Despite the usual magic bullet theories provided by proponents of nuclear power like nonexistent Thorium reactors, reprocessing, "recycling" and such, the only thing that reduces radioactivity is decay over time.

Nuclear fuel cycle

Nothing about all these processes reduces the radioactive component. In fact, mostly it is increased.

edit on 29-10-2013 by intrptr because: additional

posted on Oct, 30 2013 @ 12:55 AM
I just wanted to say that this thread has blown my mind. I thought it was just going to be a simple answer but this is ATS and there's a lot of fun info everywhere. You guys rock! I love the depth you guys are taking this into.

posted on Oct, 30 2013 @ 01:15 AM
Some of it is already in “recycling use” by the military industries, ever heard of the infamous “depleted uranium” munitions..?

More than 3 tons of it been released into population around the globe since Balkan wars and only god knows how many thousands of thousands tons of it are available in military storages for later use.

posted on Oct, 30 2013 @ 05:59 AM
Actually the US Americanos "burning" Russian Nuclear Weapons in their Reactors!

Military Warheads as a Source of Nuclear Fuel

Weapons-grade uranium and plutonium surplus to military requirements in the USA and Russia is being made available for use as civil fuel.

Weapons-grade uranium is highly enriched, to over 90% U-235 (the fissile isotope). Weapons-grade plutonium has over 93% Pu-239 and can be used, like reactor-grade plutonium, in fuel for electricity production.

Highly-enriched uranium from weapons stockpiles has been displacing some 9720 tonnes of U3O8 production from mines each year, and meets about 13% of world reactor requirements through to 2013.
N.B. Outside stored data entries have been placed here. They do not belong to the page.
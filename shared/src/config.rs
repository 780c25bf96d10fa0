//! Environment-driven configuration
//!
//! Every Lambda reads its configuration once per cold start. Tuning knobs
//! have defaults; resource names without a sensible default are required.

use std::str::FromStr;
use std::time::Duration;

use crate::backoff::RetryPolicy;
use crate::batching::BatchLimits;
use crate::errors::{Error, Result};

/// Read a required environment variable
pub fn env_required(name: &str) -> Result<String> {
    match std::env::var(name) {
        Ok(value) if !value.trim().is_empty() => Ok(value),
        _ => Err(Error::Config(format!("{} is not set", name))),
    }
}

/// Read an environment variable with a default
pub fn env_or(name: &str, default: &str) -> String {
    std::env::var(name)
        .ok()
        .filter(|v| !v.trim().is_empty())
        .unwrap_or_else(|| default.to_string())
}

/// Read and parse an environment variable with a default
pub fn env_parse<T: FromStr>(name: &str, default: T) -> Result<T> {
    match std::env::var(name) {
        Ok(value) if !value.trim().is_empty() => value
            .trim()
            .parse()
            .map_err(|_| Error::Config(format!("{} has an invalid value: {}", name, value))),
        _ => Ok(default),
    }
}

/// Split a comma separated list, dropping empty items
pub fn split_list(value: &str) -> Vec<String> {
    value
        .split(',')
        .map(|s| s.trim())
        .filter(|s| !s.is_empty())
        .map(|s| s.to_string())
        .collect()
}

/// OpenSearch connection settings
#[derive(Debug, Clone)]
pub struct SearchConfig {
    pub endpoint: String,
    pub index: String,
    /// SigV4 service name: `es` for managed domains, `aoss` for serverless
    pub service: String,
    /// Field holding the inventory ID, used by delete-by-query
    pub id_field: String,
    /// Top-level attributes never copied into search documents
    pub excluded_fields: Vec<String>,
}

impl SearchConfig {
    pub const DEFAULT_INDEX: &'static str = "media";

    pub fn from_env() -> Result<Self> {
        let endpoint = env_required("OPENSEARCH_ENDPOINT")?;
        url::Url::parse(&endpoint)
            .map_err(|e| Error::Config(format!("OPENSEARCH_ENDPOINT is not a URL: {}", e)))?;

        Ok(Self {
            endpoint,
            index: env_or("OPENSEARCH_INDEX", Self::DEFAULT_INDEX),
            service: env_or("OPENSEARCH_SERVICE", "es"),
            id_field: env_or("OPENSEARCH_ID_FIELD", "InventoryID.keyword"),
            excluded_fields: split_list(&env_or("INDEX_EXCLUDED_FIELDS", "")),
        })
    }
}

/// Bulk indexing, retry and circuit breaker settings
#[derive(Debug, Clone)]
pub struct SyncConfig {
    pub limits: BatchLimits,
    pub retry: RetryPolicy,
    pub failure_threshold: u32,
    pub reset_timeout: Duration,
}

impl SyncConfig {
    pub fn from_env() -> Result<Self> {
        Ok(Self {
            limits: BatchLimits {
                max_actions: env_parse("BULK_MAX_ACTIONS", 500)?,
                max_bytes: env_parse("BULK_MAX_BYTES", 5 * 1024 * 1024)?,
            },
            retry: retry_from_env("BULK_MAX_RETRIES", 3)?,
            failure_threshold: env_parse("CIRCUIT_FAILURE_THRESHOLD", 5)?,
            reset_timeout: Duration::from_secs(env_parse("CIRCUIT_RESET_SECS", 30)?),
        })
    }
}

fn retry_from_env(retries_var: &str, default_retries: u32) -> Result<RetryPolicy> {
    Ok(RetryPolicy::new(
        env_parse(retries_var, default_retries)?,
        Duration::from_millis(env_parse("BACKOFF_INITIAL_MS", 200)?),
        Duration::from_millis(env_parse("BACKOFF_MAX_MS", 5_000)?),
    ))
}

/// Dead-letter queue settings
#[derive(Debug, Clone)]
pub struct DlqConfig {
    pub queue_url: String,
    /// Attempts after which a message is left for the queue's redrive policy
    pub max_attempts: u32,
    /// Messages drained per reprocessor run
    pub batch_max: usize,
    /// Delay policy for re-enqueued messages
    pub retry: RetryPolicy,
}

impl DlqConfig {
    pub fn from_env() -> Result<Self> {
        Ok(Self {
            queue_url: env_required("DLQ_URL")?,
            max_attempts: env_parse("DLQ_MAX_ATTEMPTS", 5)?,
            batch_max: env_parse("DLQ_BATCH_MAX", 100)?,
            retry: RetryPolicy::new(
                env_parse("DLQ_MAX_ATTEMPTS", 5)?,
                Duration::from_secs(env_parse("DLQ_INITIAL_DELAY_SECS", 30)?),
                Duration::from_secs(900),
            ),
        })
    }
}

/// External search and embedding providers enabled for deletion
#[derive(Debug, Clone, Default)]
pub struct ProvidersConfig {
    pub enabled: Vec<String>,
    pub vector_index: Option<String>,
    pub s3_vector_bucket: Option<String>,
    pub s3_vector_index: Option<String>,
    pub twelvelabs_api_url: String,
    pub twelvelabs_api_key_param: Option<String>,
    pub coactive_api_url: String,
    pub coactive_api_key_param: Option<String>,
}

impl ProvidersConfig {
    pub fn from_env() -> Result<Self> {
        let optional = |name: &str| std::env::var(name).ok().filter(|v| !v.trim().is_empty());

        Ok(Self {
            enabled: split_list(&env_or("EXTERNAL_PROVIDERS", ""))
                .into_iter()
                .map(|p| p.to_ascii_lowercase())
                .collect(),
            vector_index: optional("VECTOR_INDEX"),
            s3_vector_bucket: optional("S3_VECTOR_BUCKET"),
            s3_vector_index: optional("S3_VECTOR_INDEX"),
            twelvelabs_api_url: env_or("TWELVELABS_API_URL", "https://api.twelvelabs.io/v1.3"),
            twelvelabs_api_key_param: optional("TWELVELABS_API_KEY_PARAM"),
            coactive_api_url: env_or("COACTIVE_API_URL", "https://api.coactive.ai"),
            coactive_api_key_param: optional("COACTIVE_API_KEY_PARAM"),
        })
    }

    pub fn is_enabled(&self, provider: &str) -> bool {
        self.enabled.iter().any(|p| p == provider)
    }
}

/// Pipeline trigger admission settings
#[derive(Debug, Clone)]
pub struct PipelineConfig {
    pub state_machine_arn: String,
    pub pipeline_name: String,
    pub max_concurrent: usize,
    pub cache_ttl: Duration,
    pub ramp_up_delay: Duration,
}

impl PipelineConfig {
    pub fn from_env() -> Result<Self> {
        let state_machine_arn = env_required("STATE_MACHINE_ARN")?;
        let default_name = state_machine_arn
            .rsplit(':')
            .next()
            .unwrap_or("pipeline")
            .to_string();

        Ok(Self {
            pipeline_name: env_or("PIPELINE_NAME", &default_name),
            state_machine_arn,
            max_concurrent: env_parse("MAX_CONCURRENT_EXECUTIONS", 50)?,
            cache_ttl: Duration::from_secs(env_parse("EXECUTION_COUNT_CACHE_SECS", 10)?),
            ramp_up_delay: Duration::from_millis(env_parse("RAMP_UP_DELAY_MS", 250)?),
        })
    }
}

/// External payload settings
#[derive(Debug, Clone)]
pub struct PayloadConfig {
    pub bucket: String,
    pub prefix: String,
    /// Largest serialized payload kept inline in state machine state
    pub inline_threshold: usize,
}

impl PayloadConfig {
    /// Leaves headroom below the 256KB Step Functions state limit
    pub const DEFAULT_INLINE_THRESHOLD: usize = 200_000;

    pub fn from_env() -> Result<Self> {
        Ok(Self {
            bucket: env_required("PAYLOAD_BUCKET")?,
            prefix: env_or("PAYLOAD_PREFIX", "payloads"),
            inline_threshold: env_parse("PAYLOAD_INLINE_THRESHOLD", Self::DEFAULT_INLINE_THRESHOLD)?,
        })
    }
}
For more than four decades concern has centred on the possibility that uranium intended for commercial nuclear power might be diverted for use in weapons. Today, however, attention is focused on the role of military uranium as a major source of fuel for commercial nuclear power.
Since 1987 the United States and countries of the former USSR have signed a series of disarmament treaties to reduce the nuclear arsenals by about 80%.

Nuclear materials declared surplus to military requirements by the USA and Russia are now being converted into fuel for commercial nuclear reactors. With the disintegration of the Soviet Union a unique opportunity arose to deploy military weapons material for making electricity. A 1993 agreement covered essentially the enrichment component of this material, but left unresolved the question of feed from mines, and a 1999 agreement dealt with what happened to the feed material.
The main weapons material is highly enriched uranium (HEU), containing at least 20% uranium-235 (U-235) and usually about 90% U-235.
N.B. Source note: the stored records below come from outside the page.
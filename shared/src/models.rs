//! Domain models for MediaLake
//!
//! These types represent the core entities in the system:
//! - Asset records: media assets keyed by inventory ID
//! - Index actions: pending changes to the search index
//! - DLQ entries: index actions that failed and wait for replay
//! - Execution records: pipeline (state machine) runs
//! - Deletion reports: per-store outcome of an asset deletion

use chrono::{DateTime, Utc};
use serde::{Deserialize, Serialize};
use std::collections::BTreeMap;

/// Asset record as stored in the asset table
#[derive(Debug, Clone, Serialize, Deserialize, PartialEq)]
pub struct AssetRecord {
    #[serde(rename = "InventoryID")]
    pub inventory_id: String,
    #[serde(rename = "DigitalSourceAsset")]
    pub digital_source_asset: DigitalSourceAsset,
    #[serde(rename = "DerivedRepresentations", default)]
    pub derived_representations: Vec<Representation>,
    #[serde(rename = "Metadata", default)]
    pub metadata: AssetMetadata,
}

impl AssetRecord {
    /// Every stored object of the asset, main representation first
    pub fn storage_locations(&self) -> impl Iterator<Item = &StorageLocation> {
        std::iter::once(&self.digital_source_asset.main_representation)
            .chain(self.derived_representations.iter())
            .map(|r| &r.storage_info.primary_location)
    }

    /// Provider-specific identifiers stored under `Metadata.ExternalIDs`
    pub fn external_ids(&self, provider: &str) -> Option<&serde_json::Value> {
        self.metadata.external_ids.get(provider)
    }

    /// Asset type ("Image", "Video", "Audio")
    pub fn asset_type(&self) -> &str {
        &self.digital_source_asset.asset_type
    }
}

#[derive(Debug, Clone, Serialize, Deserialize, PartialEq)]
#[serde(rename_all = "PascalCase")]
pub struct DigitalSourceAsset {
    #[serde(rename = "ID", default, skip_serializing_if = "Option::is_none")]
    pub id: Option<String>,
    #[serde(rename = "Type")]
    pub asset_type: String,
    #[serde(default, skip_serializing_if = "Option::is_none")]
    pub create_date: Option<String>,
    pub main_representation: Representation,
}

#[derive(Debug, Clone, Serialize, Deserialize, PartialEq)]
#[serde(rename_all = "PascalCase")]
pub struct Representation {
    #[serde(rename = "ID", default, skip_serializing_if = "Option::is_none")]
    pub id: Option<String>,
    #[serde(rename = "Type", default, skip_serializing_if = "Option::is_none")]
    pub representation_type: Option<String>,
    #[serde(default, skip_serializing_if = "Option::is_none")]
    pub format: Option<String>,
    #[serde(default, skip_serializing_if = "Option::is_none")]
    pub purpose: Option<String>,
    pub storage_info: StorageInfo,
}

#[derive(Debug, Clone, Serialize, Deserialize, PartialEq)]
#[serde(rename_all = "PascalCase")]
pub struct StorageInfo {
    pub primary_location: StorageLocation,
}

#[derive(Debug, Clone, Serialize, Deserialize, PartialEq)]
#[serde(rename_all = "PascalCase")]
pub struct StorageLocation {
    #[serde(default, skip_serializing_if = "Option::is_none")]
    pub storage_type: Option<String>,
    pub bucket: String,
    pub object_key: ObjectKey,
}

#[derive(Debug, Clone, Serialize, Deserialize, PartialEq)]
#[serde(rename_all = "PascalCase")]
pub struct ObjectKey {
    pub full_path: String,
    #[serde(default, skip_serializing_if = "Option::is_none")]
    pub name: Option<String>,
}

#[derive(Debug, Clone, Default, Serialize, Deserialize, PartialEq)]
pub struct AssetMetadata {
    #[serde(rename = "EmbeddedMetadata", default, skip_serializing_if = "Option::is_none")]
    pub embedded_metadata: Option<serde_json::Value>,
    /// Foreign keys into third-party search providers, by provider name
    #[serde(rename = "ExternalIDs", default)]
    pub external_ids: BTreeMap<String, serde_json::Value>,
}

/// Validate an inventory ID before using it as a key or URL segment
pub fn validate_inventory_id(inventory_id: &str) -> crate::Result<()> {
    if inventory_id.trim().is_empty() {
        return Err(crate::Error::InvalidInventoryId("empty".to_string()));
    }
    if inventory_id.contains('/') || inventory_id.len() > 1024 {
        return Err(crate::Error::InvalidInventoryId(inventory_id.to_string()));
    }
    Ok(())
}

/// Kind of change to apply to the search index
#[derive(Debug, Clone, Copy, PartialEq, Eq, Serialize, Deserialize)]
#[serde(rename_all = "snake_case")]
pub enum IndexOp {
    Upsert,
    Delete,
}

/// One pending change to the search index
#[derive(Debug, Clone, PartialEq, Serialize, Deserialize)]
pub struct IndexAction {
    pub op: IndexOp,
    pub inventory_id: String,
    /// Stream order of the source change (seconds, then sequence digits),
    /// used as external version
    pub version: i64,
    /// Full document for upserts; `None` means re-read from the asset table
    #[serde(default, skip_serializing_if = "Option::is_none")]
    pub document: Option<serde_json::Value>,
}

impl IndexAction {
    pub fn upsert(inventory_id: impl Into<String>, version: i64, document: serde_json::Value) -> Self {
        Self {
            op: IndexOp::Upsert,
            inventory_id: inventory_id.into(),
            version,
            document: Some(document),
        }
    }

    pub fn delete(inventory_id: impl Into<String>, version: i64) -> Self {
        Self {
            op: IndexOp::Delete,
            inventory_id: inventory_id.into(),
            version,
            document: None,
        }
    }
}

/// Failed index action as carried through the dead-letter queue
#[derive(Debug, Clone, PartialEq, Serialize, Deserialize)]
pub struct DlqEntry {
    pub action: IndexAction,
    /// Number of delivery attempts already made
    pub attempts: u32,
    pub last_error: String,
    pub first_failed_at: DateTime<Utc>,
}

impl DlqEntry {
    pub fn new(action: IndexAction, error: impl Into<String>) -> Self {
        Self {
            action,
            attempts: 1,
            last_error: error.into(),
            first_failed_at: Utc::now(),
        }
    }

    /// Entry for the next replay attempt
    pub fn retried(mut self, error: impl Into<String>) -> Self {
        self.attempts += 1;
        self.last_error = error.into();
        self
    }
}

/// Step Functions execution status
#[derive(Debug, Clone, Copy, PartialEq, Eq, Serialize, Deserialize)]
#[serde(rename_all = "SCREAMING_SNAKE_CASE")]
pub enum ExecutionStatus {
    Running,
    Succeeded,
    Failed,
    TimedOut,
    Aborted,
    PendingRedrive,
}

impl ExecutionStatus {
    pub fn is_terminal(&self) -> bool {
        !matches!(self, ExecutionStatus::Running | ExecutionStatus::PendingRedrive)
    }

    pub fn as_str(&self) -> &'static str {
        match self {
            ExecutionStatus::Running => "RUNNING",
            ExecutionStatus::Succeeded => "SUCCEEDED",
            ExecutionStatus::Failed => "FAILED",
            ExecutionStatus::TimedOut => "TIMED_OUT",
            ExecutionStatus::Aborted => "ABORTED",
            ExecutionStatus::PendingRedrive => "PENDING_REDRIVE",
        }
    }
}

/// Pipeline execution record
#[derive(Debug, Clone, PartialEq, Serialize, Deserialize)]
pub struct ExecutionRecord {
    pub execution_id: String,
    pub execution_arn: String,
    pub pipeline_name: String,
    pub state_machine_arn: String,
    pub status: ExecutionStatus,
    pub start_time: DateTime<Utc>,
    #[serde(default, skip_serializing_if = "Option::is_none")]
    pub end_time: Option<DateTime<Utc>>,
    #[serde(default, skip_serializing_if = "Option::is_none")]
    pub duration_seconds: Option<f64>,
}

impl ExecutionRecord {
    /// Duration derived from start and end time
    pub fn derive_duration(start: DateTime<Utc>, end: Option<DateTime<Utc>>) -> Option<f64> {
        end.map(|end| (end - start).num_milliseconds().max(0) as f64 / 1000.0)
    }
}

/// Request to start a pipeline, as delivered on the trigger queue
#[derive(Debug, Clone, Serialize, Deserialize)]
pub struct PipelineTriggerRequest {
    /// Pipeline name, defaults to the configured pipeline
    #[serde(default)]
    pub pipeline_name: Option<String>,
    /// State machine input
    #[serde(default)]
    pub input: serde_json::Value,
}

/// Outcome of one stage of an asset deletion
#[derive(Debug, Clone, PartialEq, Serialize, Deserialize)]
#[serde(tag = "outcome", rename_all = "snake_case")]
pub enum StageOutcome {
    Succeeded {
        #[serde(default)]
        deleted: u64,
    },
    Failed {
        error: String,
    },
    Skipped {
        reason: String,
    },
}

impl StageOutcome {
    pub fn is_failure(&self) -> bool {
        matches!(self, StageOutcome::Failed { .. })
    }
}

/// Overall status of an asset deletion
#[derive(Debug, Clone, Copy, PartialEq, Eq, Serialize, Deserialize)]
#[serde(rename_all = "snake_case")]
pub enum DeletionStatus {
    /// Every store was cleaned and the asset record removed
    Deleted,
    /// At least one store failed; the asset record was kept for retry
    Partial,
}

/// Per-store report of an asset deletion
#[derive(Debug, Clone, PartialEq, Serialize, Deserialize)]
pub struct DeletionReport {
    pub inventory_id: String,
    pub status: DeletionStatus,
    pub storage: StageOutcome,
    pub search_index: StageOutcome,
    /// Outcome per external provider
    pub providers: BTreeMap<String, StageOutcome>,
    pub record: StageOutcome,
}

/// API response envelope
#[derive(Debug, Clone, Serialize, Deserialize)]
pub struct ApiResponse<T> {
    pub status: String,
    pub message: String,
    #[serde(skip_serializing_if = "Option::is_none")]
    pub data: Option<T>,
}

impl<T> ApiResponse<T> {
    pub fn success(message: impl Into<String>, data: T) -> Self {
        Self {
            status: "success".to_string(),
            message: message.into(),
            data: Some(data),
        }
    }

    pub fn partial(message: impl Into<String>, data: T) -> Self {
        Self {
            status: "partial".to_string(),
            message: message.into(),
            data: Some(data),
        }
    }
}

/// API error response
#[derive(Debug, Clone, Serialize, Deserialize)]
pub struct ErrorResponse {
    pub status: String,
    pub message: String,
    #[serde(skip_serializing_if = "Option::is_none")]
    pub code: Option<String>,
}

impl ErrorResponse {
    pub fn new(message: impl Into<String>) -> Self {
        Self {
            status: "error".to_string(),
            message: message.into(),
            code: None,
        }
    }

    pub fn with_code(mut self, code: impl Into<String>) -> Self {
        self.code = Some(code.into());
        self
    }
}

#[cfg(test)]
mod tests {
    use super::*;
    use serde_json::json;

    fn sample_asset() -> serde_json::Value {
        json!({
            "InventoryID": "asset:vid:1234",
            "DigitalSourceAsset": {
                "ID": "dsa-1",
                "Type": "Video",
                "MainRepresentation": {
                    "ID": "rep-1",
                    "Format": "MP4",
                    "Purpose": "master",
                    "StorageInfo": {
                        "PrimaryLocation": {
                            "StorageType": "s3",
                            "Bucket": "media-ingest",
                            "ObjectKey": {"FullPath": "uploads/clip.mp4", "Name": "clip.mp4"}
                        }
                    }
                }
            },
            "DerivedRepresentations": [{
                "Purpose": "proxy",
                "StorageInfo": {
                    "PrimaryLocation": {
                        "Bucket": "media-derived",
                        "ObjectKey": {"FullPath": "proxies/clip.mp4"}
                    }
                }
            }],
            "Metadata": {
                "EmbeddedMetadata": {"general": {"Duration": 12.5}},
                "ExternalIDs": {"TwelveLabs": {"IndexId": "idx", "VideoId": "vid"}}
            }
        })
    }

    #[test]
    fn test_asset_record_deserialization() {
        let asset: AssetRecord = serde_json::from_value(sample_asset()).unwrap();
        assert_eq!(asset.inventory_id, "asset:vid:1234");
        assert_eq!(asset.asset_type(), "Video");
        assert_eq!(asset.derived_representations.len(), 1);
        assert!(asset.external_ids("TwelveLabs").is_some());
        assert!(asset.external_ids("Coactive").is_none());
    }

    #[test]
    fn test_storage_locations_main_first() {
        let asset: AssetRecord = serde_json::from_value(sample_asset()).unwrap();
        let keys: Vec<&str> = asset
            .storage_locations()
            .map(|l| l.object_key.full_path.as_str())
            .collect();
        assert_eq!(keys, vec!["uploads/clip.mp4", "proxies/clip.mp4"]);
    }

    #[test]
    fn test_asset_without_metadata_defaults() {
        let mut value = sample_asset();
        value.as_object_mut().unwrap().remove("Metadata");
        value.as_object_mut().unwrap().remove("DerivedRepresentations");
        let asset: AssetRecord = serde_json::from_value(value).unwrap();
        assert!(asset.metadata.external_ids.is_empty());
        assert_eq!(asset.storage_locations().count(), 1);
    }

    #[test]
    fn test_validate_inventory_id() {
        assert!(validate_inventory_id("asset:img:1").is_ok());
        assert!(validate_inventory_id("").is_err());
        assert!(validate_inventory_id("   ").is_err());
        assert!(validate_inventory_id("a/b").is_err());
    }

    #[test]
    fn test_index_action_serialization_omits_missing_document() {
        let action = IndexAction::delete("asset:img:1", 42);
        let json = serde_json::to_value(&action).unwrap();
        assert_eq!(json, json!({"op": "delete", "inventory_id": "asset:img:1", "version": 42}));
    }

    #[test]
    fn test_dlq_entry_retried_increments_attempts() {
        let entry = DlqEntry::new(IndexAction::delete("a", 1), "timeout");
        let first = entry.first_failed_at;
        let retried = entry.retried("503");
        assert_eq!(retried.attempts, 2);
        assert_eq!(retried.last_error, "503");
        assert_eq!(retried.first_failed_at, first);
    }

    #[test]
    fn test_execution_status_serialization() {
        assert_eq!(
            serde_json::to_string(&ExecutionStatus::TimedOut).unwrap(),
            r#""TIMED_OUT""#
        );
        assert!(ExecutionStatus::Failed.is_terminal());
        assert!(!ExecutionStatus::Running.is_terminal());
    }

    #[test]
    fn test_derive_duration() {
        let start = DateTime::parse_from_rfc3339("2024-01-01T00:00:00Z").unwrap().with_timezone(&Utc);
        let end = DateTime::parse_from_rfc3339("2024-01-01T00:01:30.500Z").unwrap().with_timezone(&Utc);
        assert_eq!(ExecutionRecord::derive_duration(start, Some(end)), Some(90.5));
        assert_eq!(ExecutionRecord::derive_duration(start, None), None);
    }

    #[test]
    fn test_stage_outcome_serialization() {
        let outcome = StageOutcome::Failed { error: "boom".into() };
        assert_eq!(
            serde_json::to_value(&outcome).unwrap(),
            json!({"outcome": "failed", "error": "boom"})
        );
    }

    #[test]
    fn test_error_response() {
        let err = ErrorResponse::new("Asset not found");
        let json = serde_json::to_string(&err).unwrap();
        assert!(json.contains(r#""status":"error""#));
        assert!(json.contains("Asset not found"));
        assert!(!json.contains("code"));
    }
}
HEU can be blended down with uranium containing low levels of U-235 to produce low enriched uranium (LEU), typically less than 5% U-235, fuel for power reactors. It is blended with depleted uranium (mostly U-238), natural uranium (0.7% U-235), or partially-enriched uranium.

Highly-enriched uranium in US and Russian weapons and other military stockpiles amounts to about 2000 tonnes, equivalent to about twelve times annual world mine production.
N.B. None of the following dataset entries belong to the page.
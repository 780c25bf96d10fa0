//! Embeddings stored in an OpenSearch vector index

use async_trait::async_trait;
use std::sync::Arc;

use super::{ExternalProvider, ProviderDeletion};
use crate::errors::{Error, Result};
use crate::models::AssetRecord;
use crate::search::SearchIndex;

pub const NAME: &str = "opensearch";

pub struct OpenSearchVectorProvider {
    index: Arc<dyn SearchIndex>,
}

impl OpenSearchVectorProvider {
    pub fn new(index: Arc<dyn SearchIndex>) -> Self {
        Self { index }
    }
}

#[async_trait]
impl ExternalProvider for OpenSearchVectorProvider {
    fn name(&self) -> &'static str {
        NAME
    }

    fn applies_to(&self, _asset: &AssetRecord) -> bool {
        true
    }

    async fn delete_asset(&self, asset: &AssetRecord) -> Result<ProviderDeletion> {
        let deleted = self
            .index
            .delete_by_inventory_id(&asset.inventory_id)
            .await
            .map_err(|e| Error::provider(NAME, e.to_string()))?;
        Ok(ProviderDeletion { deleted })
    }
}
World stockpiles of weapons-grade plutonium are reported to be some 260 tonnes, which if used in mixed oxide fuel in conventional reactors would be equivalent to a little over one year's world uranium production. Military plutonium can blended with uranium oxide to form mixed oxide (MOX) fuel.

After LEU or MOX is burned in power reactors, the spent fuel is not suitable for weapons manufacture.

World-Nuclear Source

It is one of their Top-Arguments: "Nuclear Power Stations secure World-Peace"!

posted on Oct, 30 2013 @ 12:24 PM
reply to post by Em2013

because it's much cheaper to dump it off the coast of Somalia and other places
and have your "friends" with the well greased palms and the guns kill and label somalis as pirates/terrorists

because it's more profitable to make munitions out of said waste [DU]
and dump it by the ton on iraq and other places.

because waste generation could have been completely avoided from the very beginning, by using thorium.
but you cant make terror weapons designed to take over the entire planet by merely threatening to use them*, from thorium, sooo...

*too bad Julius and Ethel Rosenberg, Saved the World from that Fate by denying amerika a monopoly on nuclear weapons.